Kubernetes

Kubernetes#

The platform provides a library of Helm charts for common workload types. Instead of writing Kubernetes manifests from scratch, teams reference a chart from the central registry and pass a values.yaml that overrides the defaults.

Charts are maintained by the platform team in a dedicated repository and published to the internal OCI registry at registry.mycorp.internal/charts. Teams do not copy or modify the charts — they only declare a dependency and provide values.

How it works#

        flowchart LR
    A[Your values.yaml] -->|helm upgrade| B[Platform chart library]
    B --> C{Chart type}
    C -->|Deployment| D[Deployment + Service + HPA]
    C -->|Job| E[Job + ConfigMap]
    C -->|CronJob| F[CronJob + ConfigMap]
    C -->|StatefulSet| G[StatefulSet + Service + PVC]
    D & E & F & G -->|apply| H[Kubernetes cluster]

Reference the chart as a dependency in your service’s Chart.yaml:

# deploy/helm/Chart.yaml
apiVersion: v2
name: your-service
version: 1.0.0
dependencies:
  - name: deployment        # or: job | cronjob | statefulset
    version: ">=1.0.0"
    repository: oci://registry.mycorp.internal/charts

Then in your values.yaml, override only what you need.

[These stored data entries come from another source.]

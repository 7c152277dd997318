//! ENCORE Gateway
//!
//! Resilient access to the ENCORE record store's Data API, plus the
//! playback accumulator that turns client telemetry into stream records.
//!
//! The outbound chain, from the caller inward:
//!
//! ```text
//! PlaybackAccumulator -> RecordGateway -> TokenManager
//!                                      -> Backend (HttpBackend)
//!                                           -> RequestThrottle
//!                                           -> retry_attempts
//!                                           -> ConnectionPool
//! ```
//!
//! Every backend call, session login included, is admitted by one shared
//! throttle, so the store never sees more than the configured number of
//! concurrent requests or request starts closer together than the
//! configured gap.

pub mod backend;
pub mod config;
pub mod constants;
pub mod envelope;
pub mod gateway;
pub mod jobs;
pub mod playback;
pub mod pool;
pub mod state;
pub mod telemetry;
pub mod throttle;
pub mod token;
pub mod transport;

pub use backend::{Backend, BackendCall, HttpBackend, IssuedToken, Method};
pub use config::{CacheConfig, GatewayConfig, JanitorConfig, PlaybackConfig};
pub use envelope::{BackendReply, Envelope};
pub use gateway::RecordGateway;
pub use playback::{
    EnsureOptions, EnsuredRecord, PlaybackAccumulator, StreamLinkCache, StreamOutcome,
};
pub use pool::ConnectionPool;
pub use state::GatewayState;
pub use throttle::RequestThrottle;
pub use token::{Token, TokenManager, TokenState};
pub use transport::{
    head_deadline, retry_attempts, run_with_retry, AttemptFailure, RetryPolicy, Sleeper,
    TokioSleeper,
};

Sensible defaults are provided for everything else.

Chart types#

Deployment

For long-running services that handle HTTP traffic.

Minimal values.yaml:

deployment:
  image:
    repository: registry.mycorp.internal/your-service
    tag: latest

  port: 8080

  resources:
    requests:
      cpu: 100m
      memory: 128Mi

Full reference:

deployment:
  image:
    repository: registry.mycorp.internal/your-service
    tag: latest
    pullPolicy: IfNotPresent

  replicas: 2          # ignored if autoscaling.enabled = true
  port: 8080

  resources:
    requests:
      cpu: 100m
      memory: 128Mi
    limits:
      cpu: 500m
      memory: 256Mi

  autoscaling:
    enabled: true
    minReplicas: 2
    maxReplicas: 10
    targetCPUUtilizationPercentage: 70

  healthChecks:
    liveness:
      path: /health/live
      initialDelaySeconds: 15
    readiness:
      path: /health/ready
      initialDelaySeconds: 5

  env:
    LOG_LEVEL: info
    AUTH_SERVICE_URL: http://auth.security.svc.cluster.local

  envFromSecret:
    - secretName: your-service-secrets
      keys: [DATABASE_URL, API_KEY]

  metrics:
    enabled: true        # adds prometheus.io annotations to Service
    path: /metrics

  ingress:
    enabled: false
    host: your-service.mycorp.internal

Job

For one-time tasks: database migrations, data imports, cleanup runs.

job:
  image:
    repository: registry.mycorp.internal/your-service
    tag: latest

  command: ["python", "manage.py", "migrate"]

  resources:
    requests:
      cpu: 200m
      memory: 256Mi

  restartPolicy: OnFailure
  backoffLimit: 3

  # Pass arbitrary config as a mounted ConfigMap
  config:
    DB_HOST: postgres.fintech.svc.cluster.local
    DB_NAME: payments

  envFromSecret:
    - secretName: your-service-secrets
      keys: [DATABASE_URL]

Run a Job manually:

helm dependency update deploy/helm
helm upgrade --install migrate ./deploy/helm \
  -n yourteam \
  -f deploy/helm/values.yaml \
  --set job.image.tag=1.4.2

CronJob

For scheduled tasks: report generation, cache warming, health probes.

cronjob:
  image:
    repository: registry.mycorp.internal/reporter
    tag: latest

  schedule: "0 3 * * *"    # daily at 03:00 UTC

  command: ["python", "generate_report.py"]

  resources:
    requests:
      cpu: 100m
      memory: 128Mi

  concurrencyPolicy: Forbid     # prevent overlapping runs
  successfulJobsHistoryLimit: 3
  failedJobsHistoryLimit: 1

  envFromSecret:
    - secretName: reporter-secrets
      keys: [S3_BUCKET, AWS_ROLE_ARN]

StatefulSet

For stateful workloads: workers that require stable network identities or persistent storage.

statefulset:
  image:
    repository: registry.mycorp.internal/worker
    tag: latest

  replicas: 3
  port: 9000

  resources:
    requests:
      cpu: 250m
      memory: 512Mi
    limits:
      cpu: 1000m
      memory: 1Gi

  persistence:
    enabled: true
    storageClass: standard-ssd
    size: 10Gi
    mountPath: /data

  healthChecks:
    liveness:
      path: /health/live
      initialDelaySeconds: 30
    readiness:
      path: /health/ready
      initialDelaySeconds: 10

Namespaces#

Each team gets a dedicated namespace. Services in different namespaces communicate through the api-gateway or via explicit NetworkPolicy rules.

Team	Namespace
team-platform	`platform`
team-security	`security`
team-fintech	`fintech`
team-communications	`communications`
team-account	`account`

Resource guidelines#

Set resources.requests and resources.limits on every workload. The platform enforces resource quotas per namespace.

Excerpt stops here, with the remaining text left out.